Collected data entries
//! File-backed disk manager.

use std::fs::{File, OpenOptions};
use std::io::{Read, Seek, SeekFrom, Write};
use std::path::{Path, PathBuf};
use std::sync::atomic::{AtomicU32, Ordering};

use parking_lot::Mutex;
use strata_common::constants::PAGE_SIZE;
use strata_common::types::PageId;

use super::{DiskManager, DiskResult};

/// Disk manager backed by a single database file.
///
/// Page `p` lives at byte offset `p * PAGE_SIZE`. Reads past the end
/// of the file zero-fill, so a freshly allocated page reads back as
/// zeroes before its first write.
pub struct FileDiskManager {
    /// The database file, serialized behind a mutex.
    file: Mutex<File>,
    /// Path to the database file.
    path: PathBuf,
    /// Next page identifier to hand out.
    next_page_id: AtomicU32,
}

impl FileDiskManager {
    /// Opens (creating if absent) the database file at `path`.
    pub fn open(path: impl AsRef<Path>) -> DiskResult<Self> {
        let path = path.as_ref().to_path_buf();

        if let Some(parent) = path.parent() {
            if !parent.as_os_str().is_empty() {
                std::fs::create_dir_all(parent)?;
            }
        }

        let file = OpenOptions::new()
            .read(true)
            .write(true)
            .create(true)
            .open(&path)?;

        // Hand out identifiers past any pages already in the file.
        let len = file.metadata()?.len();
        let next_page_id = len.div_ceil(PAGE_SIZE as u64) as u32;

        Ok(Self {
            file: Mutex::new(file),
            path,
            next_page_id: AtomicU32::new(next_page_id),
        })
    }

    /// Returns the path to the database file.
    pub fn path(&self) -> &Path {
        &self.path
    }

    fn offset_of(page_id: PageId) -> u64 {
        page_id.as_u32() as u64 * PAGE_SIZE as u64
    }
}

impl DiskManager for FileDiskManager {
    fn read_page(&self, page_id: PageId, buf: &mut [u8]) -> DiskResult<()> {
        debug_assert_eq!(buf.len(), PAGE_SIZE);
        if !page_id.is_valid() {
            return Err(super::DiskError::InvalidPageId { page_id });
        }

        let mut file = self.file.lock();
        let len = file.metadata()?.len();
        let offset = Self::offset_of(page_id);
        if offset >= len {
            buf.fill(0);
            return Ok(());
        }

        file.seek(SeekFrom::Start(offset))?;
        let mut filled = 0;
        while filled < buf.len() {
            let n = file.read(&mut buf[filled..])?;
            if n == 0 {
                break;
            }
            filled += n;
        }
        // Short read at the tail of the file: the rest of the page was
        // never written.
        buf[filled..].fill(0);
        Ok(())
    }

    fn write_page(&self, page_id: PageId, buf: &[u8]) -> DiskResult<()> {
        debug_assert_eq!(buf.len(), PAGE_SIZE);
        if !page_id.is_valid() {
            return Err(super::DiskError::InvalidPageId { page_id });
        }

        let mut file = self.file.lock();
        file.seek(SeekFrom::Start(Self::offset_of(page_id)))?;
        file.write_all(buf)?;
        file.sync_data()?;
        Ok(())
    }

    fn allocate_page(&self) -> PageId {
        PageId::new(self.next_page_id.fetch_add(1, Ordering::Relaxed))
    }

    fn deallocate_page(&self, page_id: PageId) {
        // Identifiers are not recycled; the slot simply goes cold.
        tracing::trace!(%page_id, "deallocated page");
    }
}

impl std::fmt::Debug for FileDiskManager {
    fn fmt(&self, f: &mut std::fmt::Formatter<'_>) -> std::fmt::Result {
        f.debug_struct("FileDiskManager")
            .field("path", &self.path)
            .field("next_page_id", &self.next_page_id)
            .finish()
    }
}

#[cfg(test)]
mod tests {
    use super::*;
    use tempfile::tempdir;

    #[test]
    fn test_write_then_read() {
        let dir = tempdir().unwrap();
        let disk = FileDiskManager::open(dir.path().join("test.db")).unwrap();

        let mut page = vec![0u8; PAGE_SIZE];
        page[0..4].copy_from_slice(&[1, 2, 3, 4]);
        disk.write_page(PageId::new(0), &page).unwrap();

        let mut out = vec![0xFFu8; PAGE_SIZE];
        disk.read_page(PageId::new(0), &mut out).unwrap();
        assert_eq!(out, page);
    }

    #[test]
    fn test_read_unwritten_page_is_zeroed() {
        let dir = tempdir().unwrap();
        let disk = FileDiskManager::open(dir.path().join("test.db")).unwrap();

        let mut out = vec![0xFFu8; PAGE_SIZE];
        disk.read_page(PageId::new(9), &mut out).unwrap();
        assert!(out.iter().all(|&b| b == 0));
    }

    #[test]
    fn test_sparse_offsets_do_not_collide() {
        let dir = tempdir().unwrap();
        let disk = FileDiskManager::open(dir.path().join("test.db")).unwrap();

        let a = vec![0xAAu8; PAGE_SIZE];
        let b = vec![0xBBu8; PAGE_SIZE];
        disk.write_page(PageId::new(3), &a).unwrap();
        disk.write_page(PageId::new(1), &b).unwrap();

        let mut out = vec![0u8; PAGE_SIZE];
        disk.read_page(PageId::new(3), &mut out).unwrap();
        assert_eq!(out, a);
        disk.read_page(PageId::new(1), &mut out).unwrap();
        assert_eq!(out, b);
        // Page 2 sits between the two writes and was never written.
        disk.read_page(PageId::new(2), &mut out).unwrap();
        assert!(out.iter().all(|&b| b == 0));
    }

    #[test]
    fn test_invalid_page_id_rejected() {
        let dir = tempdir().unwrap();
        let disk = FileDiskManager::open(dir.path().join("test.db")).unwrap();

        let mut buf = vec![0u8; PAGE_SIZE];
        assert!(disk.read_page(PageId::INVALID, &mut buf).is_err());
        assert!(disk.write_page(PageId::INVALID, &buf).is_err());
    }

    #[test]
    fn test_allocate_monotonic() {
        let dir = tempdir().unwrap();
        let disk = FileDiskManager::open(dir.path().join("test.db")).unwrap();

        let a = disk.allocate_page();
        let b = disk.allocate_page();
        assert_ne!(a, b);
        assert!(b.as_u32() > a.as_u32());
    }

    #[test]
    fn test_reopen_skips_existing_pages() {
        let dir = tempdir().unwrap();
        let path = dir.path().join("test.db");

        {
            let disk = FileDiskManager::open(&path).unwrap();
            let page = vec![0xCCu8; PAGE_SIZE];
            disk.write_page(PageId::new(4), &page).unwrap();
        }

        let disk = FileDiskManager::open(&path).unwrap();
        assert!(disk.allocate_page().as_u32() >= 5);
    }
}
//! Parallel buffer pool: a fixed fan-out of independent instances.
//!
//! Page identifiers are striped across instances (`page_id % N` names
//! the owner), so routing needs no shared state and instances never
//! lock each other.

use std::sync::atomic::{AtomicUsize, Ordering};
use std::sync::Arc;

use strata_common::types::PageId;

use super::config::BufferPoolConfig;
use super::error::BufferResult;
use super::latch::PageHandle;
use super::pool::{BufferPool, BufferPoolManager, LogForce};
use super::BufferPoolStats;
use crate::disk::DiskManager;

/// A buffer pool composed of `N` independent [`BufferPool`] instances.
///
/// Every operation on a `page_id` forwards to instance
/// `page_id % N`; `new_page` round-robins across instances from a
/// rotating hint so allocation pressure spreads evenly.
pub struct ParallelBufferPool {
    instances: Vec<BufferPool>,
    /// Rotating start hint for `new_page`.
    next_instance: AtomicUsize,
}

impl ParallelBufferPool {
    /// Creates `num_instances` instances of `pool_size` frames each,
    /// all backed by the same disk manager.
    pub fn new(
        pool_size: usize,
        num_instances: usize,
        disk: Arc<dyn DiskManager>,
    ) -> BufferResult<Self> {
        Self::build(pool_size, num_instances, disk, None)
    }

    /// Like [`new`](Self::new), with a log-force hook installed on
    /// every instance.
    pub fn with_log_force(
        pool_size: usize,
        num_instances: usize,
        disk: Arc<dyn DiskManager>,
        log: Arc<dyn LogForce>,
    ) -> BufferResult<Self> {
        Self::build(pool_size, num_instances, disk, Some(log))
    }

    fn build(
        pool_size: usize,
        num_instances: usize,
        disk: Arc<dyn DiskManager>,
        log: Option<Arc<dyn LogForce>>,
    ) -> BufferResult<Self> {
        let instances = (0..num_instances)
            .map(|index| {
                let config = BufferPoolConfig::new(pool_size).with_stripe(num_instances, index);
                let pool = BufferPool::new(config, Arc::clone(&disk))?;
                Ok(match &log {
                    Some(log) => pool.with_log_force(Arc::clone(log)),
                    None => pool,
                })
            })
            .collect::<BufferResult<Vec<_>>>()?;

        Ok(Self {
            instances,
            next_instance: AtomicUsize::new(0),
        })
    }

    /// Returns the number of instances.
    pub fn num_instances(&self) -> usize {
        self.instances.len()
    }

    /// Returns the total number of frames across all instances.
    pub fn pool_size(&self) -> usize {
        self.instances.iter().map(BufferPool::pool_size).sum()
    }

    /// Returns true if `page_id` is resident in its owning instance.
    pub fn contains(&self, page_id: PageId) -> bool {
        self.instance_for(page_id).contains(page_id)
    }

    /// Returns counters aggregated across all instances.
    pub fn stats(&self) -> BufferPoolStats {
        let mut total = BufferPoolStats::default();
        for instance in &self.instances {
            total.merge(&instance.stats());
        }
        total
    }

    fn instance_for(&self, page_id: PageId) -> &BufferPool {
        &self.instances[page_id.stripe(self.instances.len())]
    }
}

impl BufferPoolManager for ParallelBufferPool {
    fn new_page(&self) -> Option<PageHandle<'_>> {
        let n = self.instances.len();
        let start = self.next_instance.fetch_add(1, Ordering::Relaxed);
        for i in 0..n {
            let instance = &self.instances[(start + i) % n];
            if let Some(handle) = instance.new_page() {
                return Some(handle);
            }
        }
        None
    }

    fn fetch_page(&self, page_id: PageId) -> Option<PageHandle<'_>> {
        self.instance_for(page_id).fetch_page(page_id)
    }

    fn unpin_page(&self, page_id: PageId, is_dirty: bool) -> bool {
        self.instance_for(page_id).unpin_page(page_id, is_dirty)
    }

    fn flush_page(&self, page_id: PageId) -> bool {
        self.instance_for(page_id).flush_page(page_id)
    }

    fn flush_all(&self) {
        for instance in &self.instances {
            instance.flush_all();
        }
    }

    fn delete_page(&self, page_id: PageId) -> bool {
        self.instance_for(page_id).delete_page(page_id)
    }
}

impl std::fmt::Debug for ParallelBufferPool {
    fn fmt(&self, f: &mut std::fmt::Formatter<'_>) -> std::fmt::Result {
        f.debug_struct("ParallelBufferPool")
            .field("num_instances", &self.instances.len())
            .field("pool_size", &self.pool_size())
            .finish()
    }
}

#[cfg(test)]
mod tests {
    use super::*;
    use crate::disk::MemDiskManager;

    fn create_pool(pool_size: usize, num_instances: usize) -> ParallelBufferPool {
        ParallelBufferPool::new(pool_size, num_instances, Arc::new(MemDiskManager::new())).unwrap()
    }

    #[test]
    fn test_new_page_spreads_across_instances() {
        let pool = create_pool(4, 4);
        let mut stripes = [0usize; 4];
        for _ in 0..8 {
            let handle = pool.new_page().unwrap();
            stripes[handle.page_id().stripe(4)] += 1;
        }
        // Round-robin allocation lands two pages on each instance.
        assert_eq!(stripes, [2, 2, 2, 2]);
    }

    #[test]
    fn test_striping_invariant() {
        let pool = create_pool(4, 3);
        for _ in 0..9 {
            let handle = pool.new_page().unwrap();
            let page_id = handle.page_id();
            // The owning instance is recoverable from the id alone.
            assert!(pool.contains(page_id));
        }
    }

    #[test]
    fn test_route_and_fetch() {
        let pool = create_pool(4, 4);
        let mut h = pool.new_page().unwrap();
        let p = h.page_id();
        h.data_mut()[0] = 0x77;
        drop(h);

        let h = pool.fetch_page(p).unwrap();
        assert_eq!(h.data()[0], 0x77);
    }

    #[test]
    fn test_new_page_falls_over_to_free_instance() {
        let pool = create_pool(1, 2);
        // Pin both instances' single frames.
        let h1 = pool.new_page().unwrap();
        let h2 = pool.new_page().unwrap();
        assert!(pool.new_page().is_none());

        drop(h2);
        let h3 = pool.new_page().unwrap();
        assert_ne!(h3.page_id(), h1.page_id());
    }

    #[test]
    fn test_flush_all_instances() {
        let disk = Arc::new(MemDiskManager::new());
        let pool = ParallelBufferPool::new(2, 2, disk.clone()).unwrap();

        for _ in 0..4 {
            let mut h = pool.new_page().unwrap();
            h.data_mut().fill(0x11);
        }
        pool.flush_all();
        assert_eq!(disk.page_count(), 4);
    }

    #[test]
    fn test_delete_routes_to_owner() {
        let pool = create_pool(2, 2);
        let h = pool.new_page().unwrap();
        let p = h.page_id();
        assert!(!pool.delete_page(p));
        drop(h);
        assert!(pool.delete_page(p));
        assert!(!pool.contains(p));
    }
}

■ **Aim of the task**
Say how many of the lines above include the string "contains", and give no other words.

■ **Your response**
4